Date of Award

Spring 5-10-2016

Document Type


Degree Name

Master of Public Health


Community & Global Public Health; College of Health Sciences

First Advisor

Andrea Crivelli-Kovach


Background: Tuberculosis remains a significant threat to global public health, despite advancements in treatment and detection in recent decades. Treatment regimens are unpleasant and time-consuming, particularly when the disease-causing strain is partially or completely drug-resistant. Approximately one-third of the global population is currently infected with tuberculosis, but the majority of these cases are dormant and non-contagious. These dormant cases are more difficult to diagnose, but if the immune system is compromised, as in the case of HIV/AIDS, the individual will transition to an active and contagious case of tuberculosis. Resistant strains are increasing around the world, making treatment of a potential future drug-resistant tuberculosis pandemic all the more difficult.
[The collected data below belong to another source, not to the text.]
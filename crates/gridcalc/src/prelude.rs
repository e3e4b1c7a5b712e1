//! Prelude module - common imports for gridcalc users
//!
//! ```rust
//! use gridcalc::prelude::*;
//! ```

pub use crate::{
    // Calculation types
    CalculationOptions,
    CalculationStats,
    // Cell types
    CellAddress,
    CellError,
    CellRange,
    CellValue,
    // Formula types
    EngineConfig,
    // Error types
    Error,
    FormulaEngine,
    FormulaError,
    FormulaValue,
    Result,
    // Main types
    Worksheet,
};
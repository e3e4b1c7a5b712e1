//! Formula error types

use gridcalc_core::{CellAddress, CellError};
use std::fmt;
use thiserror::Error;

/// Result type for formula operations
pub type FormulaResult<T> = std::result::Result<T, FormulaError>;

/// Errors that can occur while tokenizing, validating or evaluating a formula
#[derive(Debug, Clone, PartialEq, Error)]
pub enum FormulaError {
    /// The formula text could not be split into tokens
    #[error("{message} at position {position}: '{fragment}'")]
    Tokenize {
        message: String,
        fragment: String,
        /// Byte offset into the formula text
        position: usize,
    },

    /// Parentheses are not properly nested
    #[error("Unbalanced parentheses: {0}")]
    UnbalancedParentheses(String),

    /// Tokens appear in an order that cannot form an expression
    #[error("Invalid token sequence: {0}")]
    InvalidTokenSequence(String),

    /// Unknown function
    #[error("Unknown function: {0}")]
    UnknownFunction(String),

    /// Wrong number of arguments
    #[error("Wrong number of arguments for {function}: expected {expected}, got {actual}")]
    ArityMismatch {
        function: String,
        expected: String,
        actual: usize,
    },

    /// Operand cannot be coerced to the type an operator needs
    #[error("Type mismatch: {0}")]
    TypeMismatch(String),

    /// Division by zero
    #[error("Division by zero")]
    DivisionByZero,

    /// The operand and operator stacks did not reduce to a single value
    #[error("Malformed expression: {0}")]
    MalformedExpression(String),

    /// Accepting the formula would close a dependency cycle
    #[error("Circular reference: {}", CyclePath(.cells))]
    CircularReference { cells: Vec<CellAddress> },

    /// Reference to invalid cell
    #[error("Invalid reference: {0}")]
    InvalidReference(String),
}

struct CyclePath<'a>(&'a [CellAddress]);

impl fmt::Display for CyclePath<'_> {
    fn fmt(&self, f: &mut fmt::Formatter<'_>) -> fmt::Result {
        for (i, cell) in self.0.iter().enumerate() {
            if i > 0 {
                f.write_str(" -> ")?;
            }
            write!(f, "{}", cell)?;
        }
        Ok(())
    }
}

/// Machine-readable classification of a [`FormulaError`]
#[derive(Debug, Clone, Copy, PartialEq, Eq, Hash)]
pub enum ErrorKind {
    Tokenize,
    UnbalancedParentheses,
    InvalidTokenSequence,
    UnknownFunction,
    ArityMismatch,
    TypeMismatch,
    DivisionByZero,
    MalformedExpression,
    CircularReference,
    InvalidReference,
}

impl ErrorKind {
    /// Stable identifier for hosts that report errors over an API
    pub fn as_str(&self) -> &'static str {
        match self {
            ErrorKind::Tokenize => "tokenize",
            ErrorKind::UnbalancedParentheses => "unbalanced_parentheses",
            ErrorKind::InvalidTokenSequence => "invalid_token_sequence",
            ErrorKind::UnknownFunction => "unknown_function",
            ErrorKind::ArityMismatch => "arity_mismatch",
            ErrorKind::TypeMismatch => "type_mismatch",
            ErrorKind::DivisionByZero => "division_by_zero",
            ErrorKind::MalformedExpression => "malformed_expression",
            ErrorKind::CircularReference => "circular_reference",
            ErrorKind::InvalidReference => "invalid_reference",
        }
    }

    /// Whether this kind is raised before evaluation starts
    pub fn is_syntax(&self) -> bool {
        matches!(
            self,
            ErrorKind::Tokenize
                | ErrorKind::UnbalancedParentheses
                | ErrorKind::InvalidTokenSequence
                | ErrorKind::UnknownFunction
                | ErrorKind::ArityMismatch
        )
    }
}

impl fmt::Display for ErrorKind {
    fn fmt(&self, f: &mut fmt::Formatter<'_>) -> fmt::Result {
        f.write_str(self.as_str())
    }
}

impl FormulaError {
    /// Create a tokenize error
    pub fn tokenize(message: impl Into<String>, fragment: impl Into<String>, position: usize) -> Self {
        FormulaError::Tokenize {
            message: message.into(),
            fragment: fragment.into(),
            position,
        }
    }

    /// Get the error kind
    pub fn kind(&self) -> ErrorKind {
        match self {
            FormulaError::Tokenize { .. } => ErrorKind::Tokenize,
            FormulaError::UnbalancedParentheses(_) => ErrorKind::UnbalancedParentheses,
            FormulaError::InvalidTokenSequence(_) => ErrorKind::InvalidTokenSequence,
            FormulaError::UnknownFunction(_) => ErrorKind::UnknownFunction,
            FormulaError::ArityMismatch { .. } => ErrorKind::ArityMismatch,
            FormulaError::TypeMismatch(_) => ErrorKind::TypeMismatch,
            FormulaError::DivisionByZero => ErrorKind::DivisionByZero,
            FormulaError::MalformedExpression(_) => ErrorKind::MalformedExpression,
            FormulaError::CircularReference { .. } => ErrorKind::CircularReference,
            FormulaError::InvalidReference(_) => ErrorKind::InvalidReference,
        }
    }

    /// The error marker a cell displays when its formula fails this way
    pub fn cell_error(&self) -> CellError {
        match self {
            FormulaError::UnknownFunction(_) => CellError::Name,
            FormulaError::TypeMismatch(_) => CellError::Value,
            FormulaError::DivisionByZero => CellError::Div0,
            FormulaError::CircularReference { .. } => CellError::Circular,
            FormulaError::InvalidReference(_) => CellError::Ref,
            FormulaError::Tokenize { .. }
            | FormulaError::UnbalancedParentheses(_)
            | FormulaError::InvalidTokenSequence(_)
            | FormulaError::ArityMismatch { .. }
            | FormulaError::MalformedExpression(_) => CellError::Error,
        }
    }
}

impl From<gridcalc_core::Error> for FormulaError {
    fn from(err: gridcalc_core::Error) -> Self {
        FormulaError::InvalidReference(err.to_string())
    }
}
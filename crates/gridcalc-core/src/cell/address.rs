//! A1-style cell addresses and rectangular ranges

use crate::error::{Error, Result};
use std::fmt;
use std::str::FromStr;

/// A cell address (e.g., "A1", "AB12")
///
/// Both coordinates are 1-based, matching how addresses are written: column
/// letters map to base-26 numbers with `A = 1`, `Z = 26`, `AA = 27`.
///
/// Addresses order row-major (row first, then column), which is also the
/// order ranges are iterated in.
#[derive(Debug, Clone, Copy, PartialEq, Eq, Hash, PartialOrd, Ord)]
#[cfg_attr(feature = "serde", derive(serde::Serialize, serde::Deserialize))]
pub struct CellAddress {
    /// Row number (1-based)
    pub row: u32,
    /// Column number (1-based, A=1)
    pub col: u32,
}

impl CellAddress {
    /// Create a new cell address from 1-based row and column numbers
    pub fn new(row: u32, col: u32) -> Self {
        Self { row, col }
    }

    /// Parse `A1`-style text
    ///
    /// Column letters are case-insensitive. Grid limits are not checked
    /// here; see [`check_bounds`](Self::check_bounds).
    ///
    /// # Examples
    /// ```
    /// use gridcalc_core::CellAddress;
    ///
    /// let addr = CellAddress::parse("ab12").unwrap();
    /// assert_eq!(addr.col, 28);
    /// assert_eq!(addr.row, 12);
    /// ```
    pub fn parse(s: &str) -> Result<Self> {
        let s = s.trim();
        if s.is_empty() {
            return Err(Error::InvalidAddress("empty address".into()));
        }

        let split = s
            .find(|c: char| !c.is_ascii_alphabetic())
            .unwrap_or(s.len());

        if split == 0 {
            return Err(Error::InvalidAddress(format!(
                "address '{}' must start with column letters",
                s
            )));
        }

        let col = Self::letters_to_column(&s[..split])?;

        let row_str = &s[split..];
        if row_str.is_empty() {
            return Err(Error::InvalidAddress(format!("address '{}' is missing its row", s)));
        }
        if !row_str.bytes().all(|b| b.is_ascii_digit()) {
            return Err(Error::InvalidAddress(format!(
                "invalid row number in '{}'",
                s
            )));
        }

        let row: u32 = row_str
            .parse()
            .map_err(|_| Error::RowOutOfBounds(u32::MAX, u32::MAX))?;

        if row == 0 {
            return Err(Error::InvalidAddress(format!(
                "rows start at 1, got '{}'",
                s
            )));
        }

        Ok(Self { row, col })
    }

    /// Check that this address lies inside a grid of the given size
    pub fn check_bounds(&self, max_rows: u32, max_cols: u32) -> Result<()> {
        if self.row > max_rows {
            return Err(Error::RowOutOfBounds(self.row, max_rows));
        }
        if self.col > max_cols {
            return Err(Error::ColumnOutOfBounds(self.col, max_cols));
        }
        Ok(())
    }

    /// Column number as letters: 1 is `A`, 27 is `AA`
    pub fn column_to_letters(col: u32) -> String {
        let mut letters = Vec::new();
        let mut n = col;
        while n > 0 {
            n -= 1;
            letters.push(b'A' + (n % 26) as u8);
            n /= 26;
        }
        letters.iter().rev().map(|&b| b as char).collect()
    }

    /// Base-26 column number for `letters`, case-insensitive
    pub fn letters_to_column(letters: &str) -> Result<u32> {
        if letters.is_empty() {
            return Err(Error::InvalidAddress("missing column letters".into()));
        }

        letters.bytes().try_fold(0u32, |col, b| {
            if !b.is_ascii_alphabetic() {
                return Err(Error::InvalidAddress(format!(
                    "'{}' is not a column letter",
                    b as char
                )));
            }
            let digit = (b.to_ascii_uppercase() - b'A') as u32 + 1;
            col.checked_mul(26)
                .and_then(|v| v.checked_add(digit))
                .ok_or_else(|| Error::InvalidAddress(format!("column {} is too large", letters)))
        })
    }

    pub fn to_a1_string(&self) -> String {
        format!("{}{}", Self::column_to_letters(self.col), self.row)
    }

    /// Range spanning this address and `other`
    pub fn to(&self, other: CellAddress) -> CellRange {
        CellRange::new(*self, other)
    }
}

impl fmt::Display for CellAddress {
    fn fmt(&self, f: &mut fmt::Formatter<'_>) -> fmt::Result {
        write!(f, "{}{}", Self::column_to_letters(self.col), self.row)
    }
}

impl FromStr for CellAddress {
    type Err = Error;

    fn from_str(s: &str) -> Result<Self> {
        Self::parse(s)
    }
}

/// A rectangular range of cells (e.g., "A1:B10")
///
/// Always normalized: `start` is the top-left corner and `end` the
/// bottom-right, whatever order the corners were given in.
#[derive(Debug, Clone, Copy, PartialEq, Eq, Hash)]
#[cfg_attr(feature = "serde", derive(serde::Serialize, serde::Deserialize))]
pub struct CellRange {
    /// Top-left corner
    pub start: CellAddress,
    /// Bottom-right corner
    pub end: CellAddress,
}

impl CellRange {
    /// Range between two corners, in any order
    pub fn new(a: CellAddress, b: CellAddress) -> Self {
        Self {
            start: CellAddress::new(a.row.min(b.row), a.col.min(b.col)),
            end: CellAddress::new(a.row.max(b.row), a.col.max(b.col)),
        }
    }

    /// Range covering just `addr`
    pub fn single(addr: CellAddress) -> Self {
        Self {
            start: addr,
            end: addr,
        }
    }

    /// Parse `A1:B10`, or a lone address as a one-cell range
    pub fn parse(s: &str) -> Result<Self> {
        let s = s.trim();

        match s.split_once(':') {
            Some((start, end)) => {
                let start = CellAddress::parse(start)
                    .map_err(|e| Error::InvalidRange(format!("'{}': {}", s, e)))?;
                let end = CellAddress::parse(end)
                    .map_err(|e| Error::InvalidRange(format!("'{}': {}", s, e)))?;
                Ok(Self::new(start, end))
            }
            None => Ok(Self::single(CellAddress::parse(s)?)),
        }
    }

    pub fn contains(&self, addr: &CellAddress) -> bool {
        (self.start.row..=self.end.row).contains(&addr.row)
            && (self.start.col..=self.end.col).contains(&addr.col)
    }

    pub fn row_count(&self) -> u32 {
        1 + self.end.row - self.start.row
    }

    pub fn col_count(&self) -> u32 {
        1 + self.end.col - self.start.col
    }

    pub fn cell_count(&self) -> u64 {
        u64::from(self.row_count()) * u64::from(self.col_count())
    }

    /// Iterate over all cell addresses in the range (rows outer, columns inner)
    pub fn cells(&self) -> CellRangeIterator {
        CellRangeIterator {
            range: *self,
            row: self.start.row,
            col: self.start.col,
            remaining: self.cell_count(),
        }
    }

    pub fn to_a1_string(&self) -> String {
        self.to_string()
    }
}

impl fmt::Display for CellRange {
    fn fmt(&self, f: &mut fmt::Formatter<'_>) -> fmt::Result {
        write!(f, "{}:{}", self.start, self.end)
    }
}

impl FromStr for CellRange {
    type Err = Error;

    fn from_str(s: &str) -> Result<Self> {
        Self::parse(s)
    }
}

/// Row-major walk over a [`CellRange`]
pub struct CellRangeIterator {
    range: CellRange,
    row: u32,
    col: u32,
    remaining: u64,
}

impl Iterator for CellRangeIterator {
    type Item = CellAddress;

    fn next(&mut self) -> Option<Self::Item> {
        if self.remaining == 0 {
            return None;
        }

        let addr = CellAddress::new(self.row, self.col);
        self.remaining -= 1;
        if self.col == self.range.end.col {
            self.col = self.range.start.col;
            self.row += 1;
        } else {
            self.col += 1;
        }
        Some(addr)
    }

    fn size_hint(&self) -> (usize, Option<usize>) {
        let n = usize::try_from(self.remaining).unwrap_or(usize::MAX);
        (n, Some(n))
    }
}

impl ExactSizeIterator for CellRangeIterator {}

#[cfg(test)]
mod tests {
    use super::*;

    #[test]
    fn test_column_letters_from_number() {
        assert_eq!(CellAddress::column_to_letters(1), "A");
        assert_eq!(CellAddress::column_to_letters(2), "B");
        assert_eq!(CellAddress::column_to_letters(26), "Z");
        assert_eq!(CellAddress::column_to_letters(27), "AA");
        assert_eq!(CellAddress::column_to_letters(702), "ZZ");
        assert_eq!(CellAddress::column_to_letters(703), "AAA");
        assert_eq!(CellAddress::column_to_letters(16384), "XFD");
    }

    #[test]
    fn test_column_number_from_letters() {
        assert_eq!(CellAddress::letters_to_column("A").unwrap(), 1);
        assert_eq!(CellAddress::letters_to_column("Z").unwrap(), 26);
        assert_eq!(CellAddress::letters_to_column("AA").unwrap(), 27);
        assert_eq!(CellAddress::letters_to_column("XFD").unwrap(), 16384);

        // Case insensitive
        assert_eq!(CellAddress::letters_to_column("a").unwrap(), 1);
        assert_eq!(CellAddress::letters_to_column("aa").unwrap(), 27);
    }

    #[test]
    fn test_parse_address() {
        assert_eq!(CellAddress::parse("A1").unwrap(), CellAddress::new(1, 1));
        assert_eq!(CellAddress::parse(" c10 ").unwrap(), CellAddress::new(10, 3));
        assert_eq!("XFD7".parse::<CellAddress>().unwrap(), CellAddress::new(7, 16_384));
    }

    #[test]
    fn test_parse_rejects_malformed_addresses() {
        for bad in ["", "A", "1", "A0", "A1B", "A-1", "A99999999999"] {
            assert!(CellAddress::parse(bad).is_err(), "{:?} should not parse", bad);
        }
    }

    #[test]
    fn test_check_bounds() {
        let corner = CellAddress::new(1_048_576, 16_384);
        assert!(corner.check_bounds(1_048_576, 16_384).is_ok());
        assert_eq!(
            CellAddress::new(11, 1).check_bounds(10, 10),
            Err(Error::RowOutOfBounds(11, 10))
        );
        assert_eq!(
            CellAddress::new(1, 11).check_bounds(10, 10),
            Err(Error::ColumnOutOfBounds(11, 10))
        );
    }

    #[test]
    fn test_display_address() {
        assert_eq!(CellAddress::new(1, 1).to_string(), "A1");
        assert_eq!(CellAddress::new(100, 3).to_string(), "C100");
    }

    #[test]
    fn test_cell_range_normalizes_corners() {
        let range = CellRange::parse("B3:A1").unwrap();
        assert_eq!(range.start, CellAddress::new(1, 1));
        assert_eq!(range.end, CellAddress::new(3, 2));

        let range = CellRange::parse("A3:B1").unwrap();
        assert_eq!(range.to_string(), "A1:B3");
    }

    #[test]
    fn test_range_contains() {
        let range: CellRange = "B2:D4".parse().unwrap();
        assert!(range.contains(&CellAddress::new(2, 2))); // B2
        assert!(range.contains(&CellAddress::new(4, 4))); // D4
        assert!(!range.contains(&CellAddress::new(1, 1))); // A1
        assert!(!range.contains(&CellAddress::new(5, 2))); // B5
    }

    #[test]
    fn test_range_cells_are_row_major() {
        let range = CellRange::parse("b2:a1").unwrap();
        assert_eq!(
            range.cells().collect::<Vec<_>>(),
            vec![
                CellAddress::new(1, 1), // A1
                CellAddress::new(1, 2), // B1
                CellAddress::new(2, 1), // A2
                CellAddress::new(2, 2), // B2
            ]
        );
        assert_eq!(range.cells().len(), 4);
    }
}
Purpose: The purpose of this study is to examine the relationship between trends in tuberculosis prevalence, and community education regarding the nature of the disease. This study analyzes data collected in the West African nation of Ghana, which is considered to have a high-burden tuberculosis and HIV/AIDS epidemic. The study period is between 2008 and 2014, and examines the relationship between accuracy of tuberculosis education and trends in tuberculosis prevalence, over that time period.

Methods: This secondary data analysis used data from the Ghana Demographic and Health Survey, performed by the United States Agency for International Development. SPSS statistical software was used to relate tuberculosis prevalence numbers to correctness of tuberculosis-related responses in the Ashanti, Eastern and Northern regions of Ghana.

Results: Data analysis indicates limited improvement in correctness of tuberculosis-related education in the three districts, between 2008 and 2014. Ordinal regression indicates a weak or negligible difference in correctness of responses between the three districts under study.

Conclusion: While the DHS survey data is extensive, only a small proportion of the survey questions are related to tuberculosis knowledge. In addition, the data did not support a strong relationship between community levels of education, and tuberculosis prevalence trends.